**Exercise goal**: Each line of the data below containing "AppError" needs to be listed.

Top of Available data

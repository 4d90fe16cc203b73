use std::path::{Path, PathBuf};

use log::{debug, info};
use thiserror::Error;

use crate::{
    fetch::{has_entries, FetchError, Fetcher},
    flock::FileLock,
    model::{
        project::DependencyDeclaration,
        source::{SourceDescriptor, SourceType},
    },
};

const LOCK_FILE: &str = ".lock";

/// Resolved dependencies, one subdirectory per declaration.
pub struct DependencyCache {
    root: PathBuf,
    fetcher: Fetcher,
}

#[derive(Error, Debug)]
pub enum CacheError {
    #[error("Cache location {location} is not a directory")]
    BadLocation { location: String },
    #[error("Cache lock cannot be acquired: {0}")]
    Lock(#[from] crate::flock::Error),
    #[error("failed to resolve dependency {name}: {source}")]
    Resolve {
        name: String,
        #[source]
        source: FetchError,
    },
    #[error("IO error: {0}")]
    IO(#[from] std::io::Error),
}

impl DependencyCache {
    pub fn new(root: PathBuf, fetcher: Fetcher) -> Result<DependencyCache, CacheError> {
        if root.exists() {
            if !root.is_dir() {
                return Err(CacheError::BadLocation {
                    location: root.to_str().unwrap_or("").to_string(),
                });
            }
        } else {
            std::fs::create_dir_all(&root)?;
        }
        Ok(DependencyCache { root, fetcher })
    }

    /// Fetches every declaration in order, stopping at the first failure.
    ///
    /// Dependencies resolved before the failure stay in the cache.
    pub fn resolve_all(&self, deps: &[DependencyDeclaration]) -> Result<(), CacheError> {
        if deps.is_empty() {
            return Ok(());
        }
        std::fs::create_dir_all(&self.root)?;
        let _lock = FileLock::acquire(&self.root.join(LOCK_FILE))?;

        for dep in deps {
            self.resolve(dep)?;
        }
        info!("Resolved {} dependencies", deps.len());
        Ok(())
    }

    fn resolve(&self, dep: &DependencyDeclaration) -> Result<(), CacheError> {
        let target = self.target_path(dep);
        debug!("Resolving {} into {}", dep.name, target.display());

        let resolve_error = |source| CacheError::Resolve {
            name: dep.name.clone(),
            source,
        };
        let descriptor = SourceDescriptor::from_parts(dep.source_type, &dep.source, &dep.version);

        if dep.source_type == SourceType::WellKnown {
            if self.is_cached(&target) {
                debug!("{} is already cached", dep.name);
                return Ok(());
            }
            return self
                .fetcher
                .fetch_well_known(descriptor.version_ref(), &target)
                .map_err(|kind| {
                    resolve_error(FetchError {
                        raw: descriptor.raw().to_owned(),
                        kind,
                    })
                });
        }

        self.fetcher.fetch(&descriptor, &target).map_err(resolve_error)
    }

    pub fn target_path(&self, dep: &DependencyDeclaration) -> PathBuf {
        let dir = match &dep.path {
            Some(path) if !path.is_empty() => path.as_str(),
            _ => dep.name.as_str(),
        };
        self.root.join(dir)
    }

    pub fn is_cached(&self, path: &Path) -> bool {
        path.exists() && has_entries(path)
    }

    pub fn dependency_path(&self) -> &Path {
        &self.root
    }

    pub fn fetcher(&self) -> &Fetcher {
        &self.fetcher
    }

    /// Names of the cached dependency directories, sorted.
    pub fn list_cached(&self) -> Result<Vec<String>, CacheError> {
        let entries = match std::fs::read_dir(&self.root) {
            Ok(entries) => entries,
            Err(err) if err.kind() == std::io::ErrorKind::NotFound => return Ok(Vec::new()),
            Err(err) => return Err(err.into()),
        };

        let mut names = Vec::new();
        for entry in entries {
            let entry = entry?;
            if entry.path().is_dir() {
                names.push(entry.file_name().to_string_lossy().into_owned());
            }
        }
        names.sort();
        Ok(names)
    }

    pub fn clear(&self) -> Result<(), CacheError> {
        if self.root.exists() {
            info!("Clearing dependency cache {}.", self.root.display());
            std::fs::remove_dir_all(&self.root)?;
        }
        Ok(())
    }
}
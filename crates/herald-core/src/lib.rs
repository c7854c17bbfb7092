//! Herald Core - domain types, error handling, and cycle logic.

pub mod config;
pub mod cycle;
pub mod error;
pub mod models;

pub use config::HttpConfig;
pub use cycle::{choose_one, filter_new, CycleOutcome, CycleStats};
pub use error::AppError;
pub use models::{truncate_summary, FeedItem, DEFAULT_TITLE, SUMMARY_MAX_CHARS};
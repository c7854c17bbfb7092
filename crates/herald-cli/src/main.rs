use std::time::Duration;

use anyhow::Context;
use clap::Parser;
use dotenvy::dotenv;
use tracing::{error, info, Level};
use tracing_subscriber::FmtSubscriber;

use herald_cli::{Command, Settings};
use herald_client::{FeedClient, TelegramClient};
use herald_core::{choose_one, filter_new, AppError, CycleOutcome, CycleStats, HttpConfig};
use herald_store::PostedUrlStore;

#[tokio::main]
async fn main() -> anyhow::Result<()> {
    // Load environment variables from .env file
    dotenv().ok();

    // Timestamped log lines on stderr are the only reporting channel
    let subscriber = FmtSubscriber::builder()
        .with_max_level(Level::INFO)
        .with_writer(std::io::stderr)
        .finish();
    tracing::subscriber::set_global_default(subscriber).expect("setting default subscriber failed");

    let settings = Settings::parse();
    settings
        .validate()
        .map_err(|e| anyhow::anyhow!(e.user_message()))?;
    let feeds = settings.feed_urls();

    let mut store = PostedUrlStore::load(&settings.posted_file).with_context(|| {
        format!(
            "Failed to load ledger {}",
            settings.posted_file.display()
        )
    })?;
    info!(
        "Loaded {} previously posted URLs from {}",
        store.len(),
        settings.posted_file.display()
    );

    let http = HttpConfig::default();
    let fetcher = FeedClient::new(&http)?;
    let telegram = TelegramClient::new(
        &http,
        &settings.bot_token,
        &settings.chat_id,
        settings.topic_id,
    )?;

    match settings.command {
        Command::Run => {
            // One cycle; a failed publish exits non-zero so external
            // schedulers can alert
            run_cycle(&feeds, &fetcher, &telegram, &mut store).await?;
        }
        Command::Watch { interval } => {
            let pause = Duration::from_secs(interval);
            loop {
                if let Err(e) = run_cycle(&feeds, &fetcher, &telegram, &mut store).await {
                    error!("Cycle failed: {}", e.user_message());
                }
                info!("Sleeping {}s until the next cycle", interval);
                tokio::time::sleep(pause).await;
            }
        }
    }

    Ok(())
}

/// One fetch → filter → select → publish → record sequence.
///
/// Feed failures are isolated: an unreachable or unparseable endpoint
/// is logged and skipped. A publish failure ends the cycle with an
/// error and without touching the ledger, so the item stays eligible
/// for the next run.
async fn run_cycle(
    feeds: &[String],
    fetcher: &FeedClient,
    telegram: &TelegramClient,
    store: &mut PostedUrlStore,
) -> Result<CycleOutcome, AppError> {
    info!("Fetching latest articles...");

    let mut stats = CycleStats::new();
    let mut items = Vec::new();
    for url in feeds {
        match fetcher.fetch(url).await {
            Ok(fetched) => {
                info!("Fetched {} items from {}", fetched.len(), url);
                stats.record_fetched(fetched.len());
                items.extend(fetched);
            }
            Err(e) => {
                error!("Skipping feed {}: {}", url, e);
                stats.record_failed();
            }
        }
    }

    let fresh = filter_new(items, |url| store.contains(url));
    stats.entries_new = fresh.len();
    info!(
        "{} new of {} entries across {} feeds ({} failed)",
        stats.entries_new,
        stats.entries_seen,
        stats.feeds_total(),
        stats.feeds_failed
    );

    let item = match choose_one(&fresh) {
        Some(item) => item,
        None => {
            info!("No new posts found. Everything up to date");
            return Ok(CycleOutcome::UpToDate);
        }
    };

    match telegram.send_article(item).await {
        Ok(()) => {
            store.record(&item.url)?;
            info!("Posted: {}", item.title);
            Ok(CycleOutcome::Posted {
                title: item.title.clone(),
                url: item.url.clone(),
            })
        }
        Err(e) => {
            error!("Failed to post {}: {}", item.title, e);
            Err(e)
        }
    }
}
//! Cycle logic for the fetch → filter → select → publish sequence.
//!
//! Pure decision logic, decoupled from network and file I/O, so the
//! filtering and selection rules can be exercised without either.

use rand::seq::SliceRandom;

use crate::models::FeedItem;

/// Terminal state of a cycle that ran to completion.
///
/// A publish failure is not an outcome; it propagates as an error so
/// the caller decides logging and exit-status policy.
#[derive(Debug, Clone, PartialEq, Eq)]
pub enum CycleOutcome {
    /// One article was published and recorded in the ledger.
    Posted { title: String, url: String },
    /// Every fetched entry was already posted; nothing was sent.
    UpToDate,
}

/// Counters accumulated over one cycle's fetch phase.
#[derive(Debug, Default, Clone)]
pub struct CycleStats {
    /// Feeds that returned a parseable document.
    pub feeds_fetched: usize,
    /// Feeds skipped after a retrieval or parse failure.
    pub feeds_failed: usize,
    /// Raw entries seen across all fetched feeds, before filtering.
    pub entries_seen: usize,
    /// Entries that survived the ledger filter.
    pub entries_new: usize,
}

impl CycleStats {
    /// Creates a new empty stats tracker.
    pub fn new() -> Self {
        Self::default()
    }

    /// Records a feed that fetched and parsed, contributing `entries`
    /// raw entries.
    pub fn record_fetched(&mut self, entries: usize) {
        self.feeds_fetched += 1;
        self.entries_seen += entries;
    }

    /// Records a feed skipped after a failure.
    pub fn record_failed(&mut self) {
        self.feeds_failed += 1;
    }

    /// Total number of endpoints visited this cycle.
    pub fn feeds_total(&self) -> usize {
        self.feeds_fetched + self.feeds_failed
    }
}

/// Drops every item whose URL the ledger already contains.
///
/// Membership is exact string match on the URL: no case folding, no
/// trailing-slash normalization. Input order is preserved. This is the
/// sole deduplication check.
pub fn filter_new<F>(items: Vec<FeedItem>, is_posted: F) -> Vec<FeedItem>
where
    F: Fn(&str) -> bool,
{
    items
        .into_iter()
        .filter(|item| !is_posted(&item.url))
        .collect()
}

/// Picks one item uniformly at random, or `None` when nothing is left.
///
/// One article per cycle is the product policy: however many items
/// survive the filter, at most one is ever handed to the publisher.
pub fn choose_one(items: &[FeedItem]) -> Option<&FeedItem> {
    items.choose(&mut rand::thread_rng())
}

Bottom of Available data

**Exercise answer**:
pub use error::AppError;
use herald_core::{choose_one, filter_new, AppError, CycleOutcome, CycleStats, HttpConfig};
) -> Result<CycleOutcome, AppError> {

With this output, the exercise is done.